(PROBLEM TO SOLVE)
Whenever the word "used" turns up in a line of the data below, copy that line.
Start of Block
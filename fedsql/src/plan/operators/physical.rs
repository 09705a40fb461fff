// Copyright (c) 2024-2025 DeepGraph Inc.
// SPDX-License-Identifier: Apache-2.0
//
//! Physical operator descriptors
//!
//! Output IR of the compiler: concrete operator descriptors the external
//! execution engine pulls rows through. Immutable after construction except
//! child wiring during lowering.

use serde::{Deserialize, Serialize};

use crate::ast::{
    Command, Criteria, ElementSymbol, Expression, GroupSymbol, JoinType, OrderByItem,
};
use crate::plan::operators::logical::NodeStats;

/// Join kind at the physical level. Extends the logical join types with the
/// semi variants used to realize INTERSECT and EXCEPT.
#[derive(Debug, Clone, Copy, PartialEq, Eq, Serialize, Deserialize)]
pub enum JoinKind {
    Inner,
    Cross,
    LeftOuter,
    RightOuter,
    FullOuter,
    Semi,
    AntiSemi,
}

impl From<JoinType> for JoinKind {
    fn from(jt: JoinType) -> Self {
        match jt {
            JoinType::Inner => JoinKind::Inner,
            JoinType::Cross => JoinKind::Cross,
            JoinType::LeftOuter => JoinKind::LeftOuter,
            JoinType::RightOuter => JoinKind::RightOuter,
            JoinType::FullOuter => JoinKind::FullOuter,
        }
    }
}

/// Per-side input requirement of a merge-style join.
#[derive(Debug, Clone, Copy, PartialEq, Eq, Serialize, Deserialize)]
pub enum SortRequirement {
    AlreadySorted,
    Sort,
    /// Sort and remove duplicates; used by the set-operation joins.
    SortDistinct,
}

#[derive(Debug, Clone, PartialEq, Serialize, Deserialize)]
pub enum PhysicalJoinStrategy {
    /// Full predicate evaluated per row pair.
    NestedLoop { predicate: Vec<Criteria> },
    /// Equi-join over sorted inputs with an optional residual predicate.
    Merge {
        left_sort: SortRequirement,
        right_sort: SortRequirement,
        residual: Vec<Criteria>,
    },
    /// Merge variant that partitions the smaller side first.
    PartitionedSort {
        left_sort: SortRequirement,
        right_sort: SortRequirement,
        residual: Vec<Criteria>,
    },
}

#[derive(Debug, Clone, Copy, PartialEq, Eq, Serialize, Deserialize)]
pub enum SortMode {
    Sort,
    /// Dedupe-only; ordering is incidental.
    DupRemove,
    /// Combined sort + dedupe.
    SortDupRemove,
}

#[derive(Debug, Clone, PartialEq, Serialize, Deserialize)]
pub enum PhysicalNode {
    Project {
        cols: Vec<Expression>,
        output_cols: Vec<Expression>,
        stats: NodeStats,
        input: Box<PhysicalNode>,
    },
    ProjectInto {
        target: GroupSymbol,
        cols: Vec<Expression>,
        model_name: Option<String>,
        batch: bool,
        bulk: bool,
        output_cols: Vec<Expression>,
        input: Box<PhysicalNode>,
    },
    Join {
        kind: JoinKind,
        strategy: PhysicalJoinStrategy,
        /// Equi-join expressions, one list per side, in order.
        left_exprs: Vec<Expression>,
        right_exprs: Vec<Expression>,
        left_distinct: bool,
        right_distinct: bool,
        dependent_value_source: Option<String>,
        output_cols: Vec<Expression>,
        stats: NodeStats,
        left: Box<PhysicalNode>,
        right: Box<PhysicalNode>,
    },
    /// Remote access with a pushed command.
    Access {
        model_name: Option<String>,
        command: Command,
        is_dependent_set: bool,
        max_in_size: Option<usize>,
        output_cols: Vec<Expression>,
        stats: NodeStats,
    },
    /// Execution of an already-compiled sub-plan.
    PlanExecution {
        plan: Box<ProcessorPlan>,
        output_cols: Vec<Expression>,
    },
    /// Sub-plan execution fed by correlated inputs from the enclosing plan.
    DependentProcExecution {
        plan: Box<ProcessorPlan>,
        correlated_refs: Vec<ElementSymbol>,
        output_cols: Vec<Expression>,
    },
    Select {
        criteria: Criteria,
        output_cols: Vec<Expression>,
        input: Box<PhysicalNode>,
    },
    Sort {
        keys: Vec<OrderByItem>,
        mode: SortMode,
        output_cols: Vec<Expression>,
        input: Box<PhysicalNode>,
    },
    Grouping {
        cols: Vec<Expression>,
        aggregates: Vec<Expression>,
        remove_duplicates: bool,
        output_cols: Vec<Expression>,
        input: Box<PhysicalNode>,
    },
    UnionAll {
        output_cols: Vec<Expression>,
        inputs: Vec<PhysicalNode>,
    },
    Limit {
        row_limit: Option<u64>,
        offset: Option<u64>,
        output_cols: Vec<Expression>,
        input: Box<PhysicalNode>,
    },
    NullOp {
        output_cols: Vec<Expression>,
    },
}

impl PhysicalNode {
    pub fn output_cols(&self) -> &[Expression] {
        match self {
            PhysicalNode::Project { output_cols, .. }
            | PhysicalNode::ProjectInto { output_cols, .. }
            | PhysicalNode::Join { output_cols, .. }
            | PhysicalNode::Access { output_cols, .. }
            | PhysicalNode::PlanExecution { output_cols, .. }
            | PhysicalNode::DependentProcExecution { output_cols, .. }
            | PhysicalNode::Select { output_cols, .. }
            | PhysicalNode::Sort { output_cols, .. }
            | PhysicalNode::Grouping { output_cols, .. }
            | PhysicalNode::UnionAll { output_cols, .. }
            | PhysicalNode::Limit { output_cols, .. }
            | PhysicalNode::NullOp { output_cols } => output_cols,
        }
    }

    pub fn set_output_cols(&mut self, cols: Vec<Expression>) {
        match self {
            PhysicalNode::Project { output_cols, .. }
            | PhysicalNode::ProjectInto { output_cols, .. }
            | PhysicalNode::Join { output_cols, .. }
            | PhysicalNode::Access { output_cols, .. }
            | PhysicalNode::PlanExecution { output_cols, .. }
            | PhysicalNode::DependentProcExecution { output_cols, .. }
            | PhysicalNode::Select { output_cols, .. }
            | PhysicalNode::Sort { output_cols, .. }
            | PhysicalNode::Grouping { output_cols, .. }
            | PhysicalNode::UnionAll { output_cols, .. }
            | PhysicalNode::Limit { output_cols, .. }
            | PhysicalNode::NullOp { output_cols } => *output_cols = cols,
        }
    }

    /// Operator name for assertions and debug output.
    pub fn name(&self) -> &'static str {
        match self {
            PhysicalNode::Project { .. } => "Project",
            PhysicalNode::ProjectInto { .. } => "ProjectInto",
            PhysicalNode::Join { .. } => "Join",
            PhysicalNode::Access { .. } => "Access",
            PhysicalNode::PlanExecution { .. } => "PlanExecution",
            PhysicalNode::DependentProcExecution { .. } => "DependentProcExecution",
            PhysicalNode::Select { .. } => "Select",
            PhysicalNode::Sort { .. } => "Sort",
            PhysicalNode::Grouping { .. } => "Grouping",
            PhysicalNode::UnionAll { .. } => "UnionAll",
            PhysicalNode::Limit { .. } => "Limit",
            PhysicalNode::NullOp { .. } => "NullOp",
        }
    }

    /// The single input of a unary operator, `None` otherwise.
    pub fn input(&self) -> Option<&PhysicalNode> {
        match self {
            PhysicalNode::Project { input, .. }
            | PhysicalNode::ProjectInto { input, .. }
            | PhysicalNode::Select { input, .. }
            | PhysicalNode::Sort { input, .. }
            | PhysicalNode::Grouping { input, .. }
            | PhysicalNode::Limit { input, .. } => Some(input),
            _ => None,
        }
    }
}

/// Final compiler output: the physical operator tree plus the resolved
/// top-level output-column list.
#[derive(Debug, Clone, PartialEq, Serialize, Deserialize)]
pub struct ProcessorPlan {
    pub root: PhysicalNode,
    pub output_cols: Vec<Expression>,
}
End of Block
(RESULT OF THE EXERCISE)
/// semi variants used to realize INTERSECT and EXCEPT.
    /// Sort and remove duplicates; used by the set-operation joins.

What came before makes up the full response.